Diante das repercussões da decisão do STF e das ainda imprevisíveis consequências da adoção do ECI na jurisprudência da Corte, foi apresentado no Senado o Projeto de Lei nº 736, de 2015, de iniciativa doSenador Antonio Carlos Valadares (PSB-SE), que propõe a alteração das Leis nº 9.882/99 (Lei da ADPF) e 13.105/2015 (Lei que instituiu o novo Código de Processo Civil), para estabelecer termos e limites ao exercício do controle concentrado e difuso de constitucionalidade pelo Supremo Tribunal Federal, dispor sobre o Estado de Coisas Inconstitucional e o Compromisso Significativo.

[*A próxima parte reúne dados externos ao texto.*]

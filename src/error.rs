//! Error types for hybrid WebSocket clients.
//!
//! Both backends report local contract violations and backend faults through
//! the same [`Error`] type. Negative status codes returned across the foreign
//! boundary are translated with [`ErrorKind::from_status`].
//!
//! # Usage
//!
//! All fallible operations return [`Result<T>`] which uses [`Error`]:
//!
//! ```ignore
//! use hybrid_websocket::{Result, WebSocket};
//!
//! fn greet(ws: &dyn WebSocket) -> Result<()> {
//!     ws.send_text("hello")?;
//!     Ok(())
//! }
//! ```
//!
//! # Error Classes
//!
//! | Class | Kinds |
//! |-------|-------|
//! | Invalid state | `AlreadyConnectedOrConnecting`, `NotConnected`, `AlreadyClosing`, `AlreadyClosed`, `NotOpen` |
//! | Invalid argument | `InvalidCloseArgument` |
//! | Unexpected | `InstanceNotFound`, `Unknown`, wrapped backend faults |
//!
//! # Status Codes
//!
//! | Status | Kind |
//! |--------|------|
//! | -1 | [`ErrorKind::InstanceNotFound`] |
//! | -2 | [`ErrorKind::AlreadyConnectedOrConnecting`] |
//! | -3 | [`ErrorKind::NotConnected`] |
//! | -4 | [`ErrorKind::AlreadyClosing`] |
//! | -5 | [`ErrorKind::AlreadyClosed`] |
//! | -6 | [`ErrorKind::NotOpen`] |
//! | -7 | [`ErrorKind::InvalidCloseArgument`] |
//! | other | [`ErrorKind::Unknown`] |

// ============================================================================
// Imports
// ============================================================================

use std::error::Error as StdError;
use std::fmt;
use std::result::Result as StdResult;

use thiserror::Error;

// ============================================================================
// Result Alias
// ============================================================================

/// Result type alias using crate [`enum@Error`].
///
/// All fallible operations in this crate return this type.
pub type Result<T> = StdResult<T, Error>;

/// Boxed lower-level cause carried by an [`enum@Error`].
pub type BoxError = Box<dyn StdError + Send + Sync + 'static>;

// ============================================================================
// ErrorKind
// ============================================================================

/// Failure taxonomy shared by both backends.
///
/// Each kind maps to one negative status code of the foreign interface.
#[derive(Debug, Clone, Copy, PartialEq, Eq, Hash)]
pub enum ErrorKind {
    /// The handle does not name a live instance.
    InstanceNotFound,
    /// `connect` while already connecting, open or closing.
    AlreadyConnectedOrConnecting,
    /// The instance has no underlying connection.
    NotConnected,
    /// `close` while a close handshake is in progress.
    AlreadyClosing,
    /// `close` after the connection has closed.
    AlreadyClosed,
    /// `send` while the connection is not open.
    NotOpen,
    /// Close code may not be sent, or the reason is too long.
    InvalidCloseArgument,
    /// Any status the taxonomy does not recognize.
    Unknown,
}

impl ErrorKind {
    /// Translates a backend status code into a kind.
    ///
    /// Total: unrecognized values map to [`ErrorKind::Unknown`].
    #[must_use]
    pub const fn from_status(status: i32) -> Self {
        match status {
            -1 => Self::InstanceNotFound,
            -2 => Self::AlreadyConnectedOrConnecting,
            -3 => Self::NotConnected,
            -4 => Self::AlreadyClosing,
            -5 => Self::AlreadyClosed,
            -6 => Self::NotOpen,
            -7 => Self::InvalidCloseArgument,
            _ => Self::Unknown,
        }
    }

    /// Returns the status code for this kind, if it has one.
    #[must_use]
    pub const fn status(self) -> Option<i32> {
        match self {
            Self::InstanceNotFound => Some(-1),
            Self::AlreadyConnectedOrConnecting => Some(-2),
            Self::NotConnected => Some(-3),
            Self::AlreadyClosing => Some(-4),
            Self::AlreadyClosed => Some(-5),
            Self::NotOpen => Some(-6),
            Self::InvalidCloseArgument => Some(-7),
            Self::Unknown => None,
        }
    }

    /// Returns the human-readable message for this kind.
    #[must_use]
    pub const fn message(self) -> &'static str {
        match self {
            Self::InstanceNotFound => "WebSocket instance not found.",
            Self::AlreadyConnectedOrConnecting => {
                "WebSocket is already connected or in connecting state."
            }
            Self::NotConnected => "WebSocket is not connected.",
            Self::AlreadyClosing => "WebSocket is already closing.",
            Self::AlreadyClosed => "WebSocket is already closed.",
            Self::NotOpen => "WebSocket is not in open state.",
            Self::InvalidCloseArgument => {
                "Cannot close WebSocket. An invalid code was specified or reason is too long."
            }
            Self::Unknown => "Unknown error.",
        }
    }
}

impl fmt::Display for ErrorKind {
    fn fmt(&self, f: &mut fmt::Formatter<'_>) -> fmt::Result {
        f.write_str(self.message())
    }
}

// ============================================================================
// Error Enum
// ============================================================================

/// Main error type for the crate.
///
/// The variant is the error class; [`Error::kind`] gives the precise kind.
#[derive(Error, Debug)]
pub enum Error {
    /// Operation not allowed in the current connection state.
    #[error("{message}")]
    InvalidState {
        /// Precise failure kind.
        kind: ErrorKind,
        /// Description of the failure.
        message: String,
        /// Lower-level cause, if any.
        #[source]
        source: Option<BoxError>,
    },

    /// Bad arguments passed to an operation.
    #[error("{message}")]
    InvalidArgument {
        /// Precise failure kind.
        kind: ErrorKind,
        /// Description of the failure.
        message: String,
        /// Lower-level cause, if any.
        #[source]
        source: Option<BoxError>,
    },

    /// Failure not expected by the contract, probably corrupted state or a
    /// backend fault.
    #[error("{message}")]
    Unexpected {
        /// Precise failure kind.
        kind: ErrorKind,
        /// Description of the failure.
        message: String,
        /// Lower-level cause, if any.
        #[source]
        source: Option<BoxError>,
    },
}

// ============================================================================
// Error Constructors
// ============================================================================

impl Error {
    /// Creates the error for a kind, using the kind's message.
    #[must_use]
    pub fn from_kind(kind: ErrorKind) -> Self {
        Self::with_message(kind, kind.message(), None)
    }

    /// Creates the error for a negative backend status.
    #[inline]
    #[must_use]
    pub fn from_status(status: i32) -> Self {
        Self::from_kind(ErrorKind::from_status(status))
    }

    /// Creates an error of the given kind with a custom message and cause.
    ///
    /// The class is derived from the kind.
    #[must_use]
    pub fn with_message(
        kind: ErrorKind,
        message: impl Into<String>,
        source: Option<BoxError>,
    ) -> Self {
        let message = message.into();
        match kind {
            ErrorKind::AlreadyConnectedOrConnecting
            | ErrorKind::NotConnected
            | ErrorKind::AlreadyClosing
            | ErrorKind::AlreadyClosed
            | ErrorKind::NotOpen => Self::InvalidState {
                kind,
                message,
                source,
            },
            ErrorKind::InvalidCloseArgument => Self::InvalidArgument {
                kind,
                message,
                source,
            },
            ErrorKind::InstanceNotFound | ErrorKind::Unknown => Self::Unexpected {
                kind,
                message,
                source,
            },
        }
    }

    /// Creates an unexpected error without a cause.
    #[inline]
    #[must_use]
    pub fn unexpected(message: impl Into<String>) -> Self {
        Self::with_message(ErrorKind::Unknown, message, None)
    }

    /// Creates an unexpected error wrapping a lower-level cause.
    #[inline]
    #[must_use]
    pub fn wrap(message: impl Into<String>, source: impl Into<BoxError>) -> Self {
        Self::with_message(ErrorKind::Unknown, message, Some(source.into()))
    }

    /// Converts a backend status into a result.
    ///
    /// Non-negative statuses are returned unchanged.
    #[inline]
    pub fn check_status(status: i32) -> Result<i32> {
        if status < 0 {
            Err(Self::from_status(status))
        } else {
            Ok(status)
        }
    }
}

// ============================================================================
// Error Accessors
// ============================================================================

impl Error {
    /// Returns the precise failure kind.
    #[inline]
    #[must_use]
    pub fn kind(&self) -> ErrorKind {
        match self {
            Self::InvalidState { kind, .. }
            | Self::InvalidArgument { kind, .. }
            | Self::Unexpected { kind, .. } => *kind,
        }
    }

    /// Returns `true` if this is a wrong-state error.
    #[inline]
    #[must_use]
    pub fn is_invalid_state(&self) -> bool {
        matches!(self, Self::InvalidState { .. })
    }

    /// Returns `true` if this is a bad-argument error.
    #[inline]
    #[must_use]
    pub fn is_invalid_argument(&self) -> bool {
        matches!(self, Self::InvalidArgument { .. })
    }

    /// Returns `true` if this is an unexpected error.
    #[inline]
    #[must_use]
    pub fn is_unexpected(&self) -> bool {
        matches!(self, Self::Unexpected { .. })
    }
}

// ============================================================================
// Tests
// ============================================================================

#[cfg(test)]
mod tests {
    use super::*;

    use proptest::prelude::*;
    use std::io::{Error as IoError, ErrorKind as IoErrorKind};

    #[test]
    fn test_known_statuses() {
        let expected = [
            (-1, ErrorKind::InstanceNotFound),
            (-2, ErrorKind::AlreadyConnectedOrConnecting),
            (-3, ErrorKind::NotConnected),
            (-4, ErrorKind::AlreadyClosing),
            (-5, ErrorKind::AlreadyClosed),
            (-6, ErrorKind::NotOpen),
            (-7, ErrorKind::InvalidCloseArgument),
        ];
        for (status, kind) in expected {
            assert_eq!(ErrorKind::from_status(status), kind);
            assert_eq!(kind.status(), Some(status));
        }
    }

    #[test]
    fn test_unknown_status() {
        assert_eq!(ErrorKind::from_status(-8), ErrorKind::Unknown);
        assert_eq!(ErrorKind::from_status(i32::MIN), ErrorKind::Unknown);
        assert_eq!(ErrorKind::Unknown.status(), None);
    }

    #[test]
    fn test_error_display() {
        let err = Error::from_status(-6);
        assert_eq!(err.to_string(), "WebSocket is not in open state.");
        assert_eq!(err.kind(), ErrorKind::NotOpen);
    }

    #[test]
    fn test_error_classes() {
        assert!(Error::from_kind(ErrorKind::AlreadyClosing).is_invalid_state());
        assert!(Error::from_kind(ErrorKind::InvalidCloseArgument).is_invalid_argument());
        assert!(Error::from_kind(ErrorKind::InstanceNotFound).is_unexpected());
        assert!(Error::from_status(-42).is_unexpected());
    }

    #[test]
    fn test_wrap_keeps_source() {
        let io_err = IoError::new(IoErrorKind::ConnectionRefused, "refused");
        let err = Error::wrap("Failed to connect.", io_err);

        assert_eq!(err.kind(), ErrorKind::Unknown);
        assert_eq!(err.to_string(), "Failed to connect.");
        let source = StdError::source(&err).expect("source");
        assert_eq!(source.to_string(), "refused");
    }

    #[test]
    fn test_check_status() {
        assert_eq!(Error::check_status(0).ok(), Some(0));
        assert_eq!(Error::check_status(7).ok(), Some(7));
        let err = Error::check_status(-5).unwrap_err();
        assert_eq!(err.kind(), ErrorKind::AlreadyClosed);
    }

    proptest! {
        #[test]
        fn prop_status_translation_is_total(status in any::<i32>()) {
            let kind = ErrorKind::from_status(status);
            if (-7..=-1).contains(&status) {
                prop_assert_eq!(kind.status(), Some(status));
            } else {
                prop_assert_eq!(kind, ErrorKind::Unknown);
            }
            prop_assert!(!Error::from_status(status).to_string().is_empty());
        }
    }
}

Já no seu art. 2º, o PL propõe o acréscimo à Lei da ADPF (Lei nº 9.882/99), do art. 9º-A, para fixar os pressupostos objetivos que devem ser observados pelo Supremo Tribunal Federal para que seja reconhecido o Estado de Coisas Inconstitucional; do art.9º-B, para estabelecer que o reconhecimento do Estado de Coisas Inconstitucional resultará na determinação da celebração de um Compromisso Significativo entre o poder público e os segmentos populacionais afetados; do art. 9º-C do art. 9º-D, para indicar, respectivamente, as diretrizes e os requisitos necessários para a celebração do Compromisso Significativo.

No seu art. 3º, o PL propõe o acréscimo do art. 1.041-A ao novo CPC/2015, para estabelecer que a decisão do Supremo Tribunal Federal, no julgamento de Recurso Extraordinário com repercussão geral, que reconheça o Estado de Coisas Inconstitucional como seu fundamento e determine a celebração de Compromisso Significativo entre o poder público e os segmentos populacionais afetados, deve também observar os novos artigos (art. 9º-A, art. 9º-B, art. 9º-C e art. 9º-D) propostos pelo projeto à Lei da ADPF (Lei nº 9.882).

Pois bem, comentemos um pouco mais sobe as proposições normativas do PL 736/2015.

Ao sugerir acréscimos de novos artigos (art. 9º-A, art. 9º-B, art. 9º-C e art. 9º-D) na Lei da ADPF, prevê a proposta, expressamente, sobre a possibilidade de o Supremo Tribunal Federal, em Arguição de Descumprimento de Preceito Fundamental (ADPF), reconhecer o Estado de Coisas Inconstitucional como fundamento para o deferimento de pedido de medida liminar ou para a decisão definitiva de mérito, desde que verificados, cumulativamente, os seguintes pressupostos: I – constatação de um quadro de violação massiva, generalizada e sistemática de direitos fundamentais, perpetrada pelo Estado, por ação ou omissão, que afete número significativo de pessoas e impeça a preservação do mínimo intangível assegurador da dignidade humana; II – falta de coordenação entre medidas legislativas, administrativas, orçamentárias e judiciais, que gere a violação sistemática dos direitos, a perpetuação ou o agravamento dessa situação; e III – previsão expressa, no texto constitucional, de políticas públicas que necessitem de concretização (art. 9º-A).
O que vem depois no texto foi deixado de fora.